Supplied material.
/// One named deity of the roster.
#[derive(Serialize, Deserialize, Debug, Clone, PartialEq)]
pub struct DeitySpec {
    pub name: String,
    pub domain: String,
    pub x: f64,
    pub y: f64,
    #[serde(default)]
    pub kind: ActivationKind,
    #[serde(default = "default_initial_trust")]
    pub initial_trust: f64,
}

fn default_initial_trust() -> f64 {
    1.0
}

/// Deity behaviour configuration and roster.
#[derive(Serialize, Deserialize, Debug, Clone, PartialEq)]
#[serde(default)]
pub struct DeityConfig {
    /// Followers within this distance count as nearby.
    pub domain_radius: f64,
    /// Multiplicative decay of aggregate trust per tick, in (0, 1].
    pub trust_decay: f64,
    pub shield_chance: f64,
    pub shield_ticks: u32,
    pub inquiry_ticks: u32,
    pub roster: Vec<DeitySpec>,
}

impl Default for DeityConfig {
    fn default() -> Self {
        Self {
            domain_radius: 200.0,
            trust_decay: 0.999,
            shield_chance: 0.02,
            shield_ticks: 30,
            inquiry_ticks: 25,
            roster: vec![
                DeitySpec {
                    name: "AEGIS".to_string(),
                    domain: "Firewall".to_string(),
                    x: 400.0,
                    y: 400.0,
                    kind: ActivationKind::Shield,
                    initial_trust: 1.0,
                },
                DeitySpec {
                    name: "SYNAPSE".to_string(),
                    domain: "Connection".to_string(),
                    x: 800.0,
                    y: 800.0 / 3.0,
                    kind: ActivationKind::Dormant,
                    initial_trust: 1.0,
                },
                DeitySpec {
                    name: "QUERENS".to_string(),
                    domain: "Inquiry".to_string(),
                    x: 600.0,
                    y: 1600.0 / 3.0,
                    kind: ActivationKind::Inquiry,
                    initial_trust: 1.0,
                },
            ],
        }
    }
}

/// Question and resonance configuration.
#[derive(Serialize, Deserialize, Debug, Clone, PartialEq)]
#[serde(default)]
pub struct EventConfig {
    pub resonance_chance: f64,
    /// Life of a resonance spawned from a question.
    pub resonance_life: u32,
    pub resonance_radius: f64,
    /// Radius gained by a resonance per tick.
    pub resonance_growth: f64,
    /// Life of the ring left behind by a cleanse.
    pub cleanse_life: u32,
}

impl Default for EventConfig {
    fn default() -> Self {
        Self {
            resonance_chance: 0.1,
            resonance_life: 100,
            resonance_radius: 10.0,
            resonance_growth: 0.3,
            cleanse_life: 60,
        }
    }
}

/// Save locations and autosave cadence.
#[derive(Serialize, Deserialize, Debug, Clone, PartialEq)]
#[serde(default)]
pub struct PersistenceConfig {
    /// Zero disables autosave.
    pub auto_save_interval_ticks: u64,
    pub autosave_path: Option<String>,
    pub save_path: String,
}

impl Default for PersistenceConfig {
    fn default() -> Self {
        Self {
            auto_save_interval_ticks: 3600,
            autosave_path: Some("expanse.autosave.json".to_string()),
            save_path: "expanse.save.json".to_string(),
        }
    }
}

/// Metric history sampling.
#[derive(Serialize, Deserialize, Debug, Clone, PartialEq)]
#[serde(default)]
pub struct HistoryConfig {
    /// Zero disables sampling.
    pub interval_ticks: u64,
    pub capacity: usize,
}

impl Default for HistoryConfig {
    fn default() -> Self {
        Self {
            interval_ticks: 60,
            capacity: 600,
        }
    }
}

#[derive(Serialize, Deserialize, Debug, Clone, PartialEq, Default)]
#[serde(default)]
pub struct AppConfig {
    pub world: WorldConfig,
    pub hazards: HazardConfig,
    pub entities: EntityConfig,
    pub deities: DeityConfig,
    pub events: EventConfig,
    pub persistence: PersistenceConfig,
    pub history: HistoryConfig,
}

fn is_probability(p: f64) -> bool {
    (0.0..=1.0).contains(&p)
}

impl AppConfig {
    /// Validates all configuration parameters.
    ///
    /// Returns `Ok(())` if all parameters are valid, or
    /// [`SimError::ConfigInvalid`] describing the first failure.
    pub fn validate(&self) -> Result<()> {
        let w = &self.world;
        ensure_config!(
            w.width.is_finite() && w.width > 0.0,
            "World width must be positive and finite"
        );
        ensure_config!(
            w.height.is_finite() && w.height > 0.0,
            "World height must be positive and finite"
        );
        ensure_config!(
            is_probability(w.curious_fraction),
            "Curious fraction must be in [0.0, 1.0]"
        );
        ensure_config!(w.ticks_per_second > 0, "Ticks per second must be positive");

        for kind in HazardKind::ALL {
            let h = self.hazards.kind(kind);
            let label = kind.label();
            ensure_config!(h.period_ticks > 0, "{label} period must be positive");
            ensure_config!(
                h.decay.is_finite() && h.decay > 0.0,
                "{label} decay must be positive"
            );
            ensure_config!(
                h.floor.is_finite() && h.floor >= 0.0,
                "{label} floor must be non-negative"
            );
            ensure_config!(
                h.spawn_radius_min > h.floor,
                "{label} spawn radius must exceed the floor"
            );
            ensure_config!(
                h.spawn_radius_max >= h.spawn_radius_min,
                "{label} spawn radius range is inverted"
            );
            ensure_config!(
                h.max_radius.is_finite() && h.max_radius >= h.spawn_radius_max,
                "{label} max radius must cover the spawn range"
            );
        }
        ensure_config!(
            self.hazards.rust_trust_erosion >= 0.0,
            "Rust trust erosion must be non-negative"
        );
        ensure_config!(
            self.hazards.gray_velocity_damping > 0.0 && self.hazards.gray_velocity_damping < 1.0,
            "Gray velocity damping must be in (0.0, 1.0)"
        );

        let e = &self.entities;
        ensure_config!(
            e.initial_speed.is_finite() && e.initial_speed >= 0.0,
            "Initial speed must be non-negative"
        );
        ensure_config!(
            (0.0..=1.0).contains(&e.initial_trust_max),
            "Initial trust max must be in [0.0, 1.0]"
        );
        ensure_config!(
            e.follower_trust_gain >= 0.0,
            "Follower trust gain must be non-negative"
        );
        ensure_config!(
            is_probability(e.contribute_chance),
            "Contribute chance must be in [0.0, 1.0]"
        );
        ensure_config!(e.contribution >= 0.0, "Contribution must be non-negative");
        ensure_config!(
            is_probability(e.question_chance),
            "Question chance must be in [0.0, 1.0]"
        );
        ensure_config!(e.question_ttl > 0, "Question ttl must be positive");
        ensure_config!(
            e.adoption_radius >= 0.0,
            "Adoption radius must be non-negative"
        );
        ensure_config!(
            is_probability(e.adoption_chance),
            "Adoption chance must be in [0.0, 1.0]"
        );

        let d = &self.deities;
        ensure_config!(!d.roster.is_empty(), "Deity roster must not be empty");
        ensure_config!(d.domain_radius >= 0.0, "Domain radius must be non-negative");
        ensure_config!(
            d.trust_decay > 0.0 && d.trust_decay <= 1.0,
            "Trust decay must be in (0.0, 1.0]"
        );
        ensure_config!(
            is_probability(d.shield_chance),
            "Shield chance must be in [0.0, 1.0]"
        );
        for spec in &d.roster {
            ensure_config!(
                (0.0..w.width).contains(&spec.x) && (0.0..w.height).contains(&spec.y),
                "Deity {} lies outside the world",
                spec.name
            );
            ensure_config!(
                spec.initial_trust.is_finite() && spec.initial_trust >= 0.0,
                "Deity {} initial trust must be non-negative",
                spec.name
            );
        }

        let ev = &self.events;
        ensure_config!(
            is_probability(ev.resonance_chance),
            "Resonance chance must be in [0.0, 1.0]"
        );
        ensure_config!(ev.resonance_life > 0, "Resonance life must be positive");
        ensure_config!(
            ev.resonance_radius >= 0.0,
            "Resonance radius must be non-negative"
        );
        ensure_config!(
            ev.resonance_growth >= 0.0,
            "Resonance growth must be non-negative"
        );
        ensure_config!(
            ev.cleanse_life > 0 && ev.cleanse_life <= ev.resonance_life,
            "Cleanse life must be in [1, resonance_life]"
        );

        Ok(())
    }

    /// Parses and validates configuration from TOML text.
    pub fn from_toml(content: &str) -> Result<Self> {
        let config = toml::from_str::<Self>(content)?;
        config.validate()?;
        Ok(config)
    }

    /// Loads `path`, falling back to defaults.
    ///
    /// A missing file is created with the default configuration. A file that
    /// cannot be read or parsed is reported and left as it is.
    pub fn load_or_default(path: impl AsRef<Path>) -> Self {
        let path = path.as_ref();
        match fs::read_to_string(path) {
            Ok(content) => match Self::from_toml(&content) {
                Ok(config) => return config,
                Err(e) => {
                    tracing::warn!(path = %path.display(), error = %e, "Ignoring invalid config");
                }
            },
            Err(e) if e.kind() == io::ErrorKind::NotFound => {
                let default = Self::default();
                if let Ok(text) = toml::to_string(&default) {
                    if let Err(e) = fs::write(path, text) {
                        tracing::debug!(error = %e, "Could not write default config");
                    }
                }
                return default;
            }
            Err(e) => {
                tracing::warn!(path = %path.display(), error = %e, "Cannot read config, using defaults");
            }
        }
        Self::default()
    }

    /// SHA-256 over every section that changes simulation behaviour.
    ///
    /// Save locations, history sampling and the seed are excluded: two worlds
    /// with the same fingerprint follow the same rules.
    #[must_use]
    pub fn fingerprint(&self) -> String {
        use sha2::{Digest, Sha256};
        let mut hasher = Sha256::new();
        hasher.update(format!("{:?}", self.hazards).as_bytes());
        hasher.update(format!("{:?}", self.entities).as_bytes());
        hasher.update(format!("{:?}", self.deities).as_bytes());
        hasher.update(format!("{:?}", self.events).as_bytes());
        hex::encode(hasher.finalize())
    }
}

Goal of the exercise.
Return all lines of the material that have "Zero" in them.

Exercise answer.
    /// Zero disables autosave.
    /// Zero disables sampling.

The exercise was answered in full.